If, having performed this first stage of the cover test, no deviation can be detected, the cover can be quickly swapped from one eye to the other and any movement of the covered eye can be noted. That is to say, the latent deviation produced by covering one eye is spotted by noting the small recovery movement made by the previously covered eye. Finally, the cover test must be repeated with the patient looking at a distant object. One type of squint in particular can be missed unless this is done. This is the divergent squint seen in young children, which is often only present when viewing distant objects. The parents might have noticed an obvious squint and yet testing by the doctor in the confines of a small room reveals nothing abnormal,with ensuing consternation all round.

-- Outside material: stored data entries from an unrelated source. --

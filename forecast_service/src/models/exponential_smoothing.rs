//! Exponential smoothing models for time series forecasting

use crate::error::{ForecastError, Result};
use crate::models::ComponentForecaster;

/// Fitted exponential smoothing model.
///
/// Without a trend the forecast is flat at the last level (simple
/// exponential smoothing); with a trend it follows Holt's linear method.
#[derive(Debug, Clone)]
pub struct TrainedExponentialSmoothing {
    /// Name of the model
    name: String,
    /// Current level
    level: f64,
    /// Current trend per step, if fitted
    trend: Option<f64>,
}

impl TrainedExponentialSmoothing {
    pub fn new(level: f64, trend: Option<f64>) -> Result<Self> {
        if !level.is_finite() || trend.map_or(false, |t| !t.is_finite()) {
            return Err(ForecastError::InvalidParameter(
                "Smoothing level and trend must be finite".to_string(),
            ));
        }

        let name = match trend {
            Some(_) => "Exponential Smoothing (linear trend)".to_string(),
            None => "Exponential Smoothing".to_string(),
        };

        Ok(Self { name, level, trend })
    }
}

impl ComponentForecaster for TrainedExponentialSmoothing {
    fn forecast(&self, horizon: usize) -> Result<Vec<f64>> {
        let trend = self.trend.unwrap_or(0.0);
        let values = (1..=horizon)
            .map(|h| self.level + h as f64 * trend)
            .collect();

        Ok(values)
    }

    fn name(&self) -> &str {
        &self.name
    }
}

#[cfg(test)]
mod tests {
    use super::*;

    #[test]
    fn test_flat_forecast() {
        let model = TrainedExponentialSmoothing::new(104.2, None).unwrap();
        assert_eq!(model.forecast(3).unwrap(), vec![104.2; 3]);
    }

    #[test]
    fn test_trend_forecast() {
        let model = TrainedExponentialSmoothing::new(10.0, Some(-4.0)).unwrap();
        assert_eq!(model.forecast(3).unwrap(), vec![6.0, 2.0, -2.0]);
    }

    #[test]
    fn test_rejects_non_finite_parameters() {
        assert!(TrainedExponentialSmoothing::new(f64::NAN, None).is_err());
        assert!(TrainedExponentialSmoothing::new(1.0, Some(f64::INFINITY)).is_err());
    }
}
//! Moving average models for time series forecasting

use crate::error::{ForecastError, Result};
use crate::models::ComponentForecaster;
use std::collections::VecDeque;

/// Trained Simple Moving Average model.
///
/// Each forecast is the mean of the last `window` values, and is itself
/// appended to the window before the next step.
#[derive(Debug, Clone)]
pub struct TrainedSimpleMA {
    /// Name of the model
    name: String,
    /// Window size
    window: usize,
    /// Historical data, at least `window` values
    historical_data: Vec<f64>,
}

impl TrainedSimpleMA {
    pub fn new(window: usize, historical_data: Vec<f64>) -> Result<Self> {
        if window == 0 {
            return Err(ForecastError::InvalidParameter(
                "Window size must be positive".to_string(),
            ));
        }

        if historical_data.len() < window {
            return Err(ForecastError::InvalidParameter(format!(
                "Insufficient data for SMA. Need at least {} observations.",
                window
            )));
        }

        Ok(Self {
            name: format!("Simple Moving Average (window={})", window),
            window,
            historical_data,
        })
    }
}

impl ComponentForecaster for TrainedSimpleMA {
    fn forecast(&self, horizon: usize) -> Result<Vec<f64>> {
        let tail = &self.historical_data[self.historical_data.len() - self.window..];
        let mut window: VecDeque<f64> = tail.iter().copied().collect();
        let mut sum: f64 = window.iter().sum();
        let mut forecasts = Vec::with_capacity(horizon);

        for _ in 0..horizon {
            let average = sum / self.window as f64;
            forecasts.push(average);

            if let Some(oldest) = window.pop_front() {
                sum -= oldest;
            }
            window.push_back(average);
            sum += average;
        }

        Ok(forecasts)
    }

    fn name(&self) -> &str {
        &self.name
    }
}

#[cfg(test)]
mod tests {
    use super::*;
    use approx::assert_relative_eq;

    #[test]
    fn test_moving_average_feeds_back() {
        let model = TrainedSimpleMA::new(3, vec![100.0, 102.0, 104.0, 103.0, 105.0]).unwrap();
        let forecast = model.forecast(2).unwrap();

        assert_relative_eq!(forecast[0], 104.0);
        assert_relative_eq!(forecast[1], (103.0 + 105.0 + 104.0) / 3.0);
    }

    #[test]
    fn test_parameter_validation() {
        assert!(TrainedSimpleMA::new(0, vec![1.0]).is_err());
        assert!(TrainedSimpleMA::new(4, vec![1.0, 2.0]).is_err());
    }
}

After the cover test has been performed, it is necessary to test the ocular movements to determine whether there is any muscle weakness. At this stage, it is usual to instil a mydri-atic and cycloplegic drop (e.g., cyclopentolate 1% or 0.5%) in order to obtain a measure of the refractive error, by retinoscopy, when the eyes are completely at rest. Next, the optic fundi are examined.
In most instances, the nature of the squint becomes apparent by this stage and further testing of the binocular function and more accurate measurement of the angle of the squint are carried out using the synoptophore.